Sometimes, but it doesn’t replace the need for vendor risk management
Some institutions try to simplify vendor management by picking the biggest vendor in each category. Going big lets them play it safe—or so they think.
But choosing the largest vendor is no replacement for solid vendor management.
Big vendors can offer a lot of benefits. They are traditionally stable, making them appealing for long-term relationships such as core processors. They are typically in good financial health and have a lot customers meaning they are experienced with the market.
But bigger doesn’t guarantee better. That’s why every critical vendor needs the same level of due diligence whether it’s big or small.
Just look at the guidance. The OCC says a bank needs to conduct due diligence so that is “selects an appropriate third party and understands and controls the risks posed by the relationship, consistent with the bank’s risk appetite.” The OCC doesn’t care about size. It cares about risk.
They key word here is critical. While some bankers think choosing a big-name vendor might get them off the hook for vendor management, other institutions are overzealous in their vendor management, failing to recognize the difference in managing a critical vendor verse a low-risk vendor, according to an article in The Wall Street Journal, “Banks Ramp Up Vendor Security.” Third-party vendors are being inundated with questions about cyber and data security, the article notes, even relatively low risk firms. This creates extra work for both institutions and their vendors.

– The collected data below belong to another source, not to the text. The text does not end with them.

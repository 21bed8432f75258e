//! Values the node reports about submitted transactions.
//!
//! None of these exist while a transaction is being built and signed. They
//! arrive from the node and are layered on top of a decoded
//! [`Transaction`](super::Transaction).

use std::collections::BTreeMap;
use std::fmt;

use serde::{Deserialize, Serialize};

use super::builder::Transaction;

// ---------------------------------------------------------------------------
// TransactionStatus
// ---------------------------------------------------------------------------

/// Coarse inclusion state of a transaction on the node.
#[derive(Debug, Clone, Copy, PartialEq, Eq, Hash, Serialize, Deserialize)]
#[serde(from = "String", into = "String")]
pub enum TransactionStatus {
    /// In the pending pool, not yet in a block.
    Pending,
    /// In a block that may still be reverted.
    Packed,
    /// In a block below the last irreversible block.
    Irreversible,
    Unknown,
}

impl TransactionStatus {
    pub fn as_str(self) -> &'static str {
        match self {
            Self::Pending => "PENDING",
            Self::Packed => "PACKED",
            Self::Irreversible => "IRREVERSIBLE",
            Self::Unknown => "UNKNOWN",
        }
    }

    /// Packed or irreversible.
    pub fn is_in_block(self) -> bool {
        matches!(self, Self::Packed | Self::Irreversible)
    }
}

impl From<String> for TransactionStatus {
    fn from(s: String) -> Self {
        match s.as_str() {
            "PENDING" => Self::Pending,
            "PACKED" => Self::Packed,
            "IRREVERSIBLE" => Self::Irreversible,
            _ => Self::Unknown,
        }
    }
}

impl From<TransactionStatus> for String {
    fn from(status: TransactionStatus) -> Self {
        status.as_str().to_string()
    }
}

impl fmt::Display for TransactionStatus {
    fn fmt(&self, f: &mut fmt::Formatter<'_>) -> fmt::Result {
        f.write_str(self.as_str())
    }
}

// ---------------------------------------------------------------------------
// StatusCode
// ---------------------------------------------------------------------------

/// Execution outcome recorded in a receipt.
#[derive(Debug, Clone, Copy, PartialEq, Eq, Hash, Serialize, Deserialize)]
#[serde(from = "String", into = "String")]
pub enum StatusCode {
    Success,
    GasRunOut,
    BalanceNotEnough,
    WrongParameter,
    RuntimeError,
    Timeout,
    WrongTxFormat,
    DuplicateSetCode,
    UnknownError,
}

impl StatusCode {
    pub const ALL: [StatusCode; 9] = [
        StatusCode::Success,
        StatusCode::GasRunOut,
        StatusCode::BalanceNotEnough,
        StatusCode::WrongParameter,
        StatusCode::RuntimeError,
        StatusCode::Timeout,
        StatusCode::WrongTxFormat,
        StatusCode::DuplicateSetCode,
        StatusCode::UnknownError,
    ];

    pub fn as_str(self) -> &'static str {
        match self {
            Self::Success => "SUCCESS",
            Self::GasRunOut => "GAS_RUN_OUT",
            Self::BalanceNotEnough => "BALANCE_NOT_ENOUGH",
            Self::WrongParameter => "WRONG_PARAMETER",
            Self::RuntimeError => "RUNTIME_ERROR",
            Self::Timeout => "TIMEOUT",
            Self::WrongTxFormat => "WRONG_TX_FORMAT",
            Self::DuplicateSetCode => "DUPLICATE_SET_CODE",
            Self::UnknownError => "UNKNOWN_ERROR",
        }
    }

    pub fn is_success(self) -> bool {
        self == Self::Success
    }

    pub fn is_timeout(self) -> bool {
        self == Self::Timeout
    }

    /// The contract or the caller's inputs are at fault, as opposed to
    /// the transaction format or the node itself.
    pub fn is_business_failure(self) -> bool {
        matches!(
            self,
            Self::BalanceNotEnough
                | Self::WrongParameter
                | Self::RuntimeError
                | Self::GasRunOut
                | Self::DuplicateSetCode
        )
    }
}

/// Unrecognised codes become [`StatusCode::UnknownError`].
impl From<String> for StatusCode {
    fn from(s: String) -> Self {
        Self::ALL
            .into_iter()
            .find(|code| code.as_str() == s)
            .unwrap_or(Self::UnknownError)
    }
}

impl From<StatusCode> for String {
    fn from(code: StatusCode) -> Self {
        code.as_str().to_string()
    }
}

impl fmt::Display for StatusCode {
    fn fmt(&self, f: &mut fmt::Formatter<'_>) -> fmt::Result {
        f.write_str(self.as_str())
    }
}

// ---------------------------------------------------------------------------
// Receipts
// ---------------------------------------------------------------------------

/// A log line emitted by a contract during execution.
#[derive(Debug, Clone, PartialEq, Eq, Serialize, Deserialize)]
pub struct ReceiptEntry {
    pub func_name: String,
    pub content: String,
}

/// Execution result of a transaction.
#[derive(Debug, Clone, PartialEq, Serialize, Deserialize)]
pub struct TxReceipt {
    /// Base58 transaction hash.
    pub tx_hash: String,
    pub gas_usage: f64,
    /// RAM bytes charged per account.
    pub ram_usage: BTreeMap<String, i64>,
    pub status_code: StatusCode,
    pub message: String,
    /// One JSON-encoded return value per action.
    pub returns: Vec<String>,
    pub receipts: Vec<ReceiptEntry>,
}

impl TxReceipt {
    pub fn is_success(&self) -> bool {
        self.status_code.is_success()
    }
}

/// A transaction as the node reports it.
#[derive(Debug, Clone, PartialEq)]
pub struct TxLookup {
    pub status: TransactionStatus,
    pub transaction: Transaction,
    /// Present once the transaction has been executed in a block.
    pub receipt: Option<TxReceipt>,
}

/// Head and last-irreversible block of the node's chain.
#[derive(Debug, Clone, PartialEq, Eq, Serialize, Deserialize)]
pub struct ChainInfo {
    pub net_name: String,
    pub protocol_version: String,
    pub chain_id: u32,
    pub head_block: i64,
    pub head_block_hash: String,
    pub lib_block: i64,
    pub lib_block_hash: String,
    pub witness_list: Vec<String>,
}

// ---------------------------------------------------------------------------
// Tests
// ---------------------------------------------------------------------------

The solution is a well-constructed and executed vendor management program. Whether you choose a large stalwart or an upstart vendor, make sure you have a solid vendor management program in place to justify your choice to regulators and appropriately deploy vendor management resources. From business continuity and data security to financial health and compliance culture, show that the vendor you’re choosing is worthy of your institution’s trust and that you’ve considered the risks.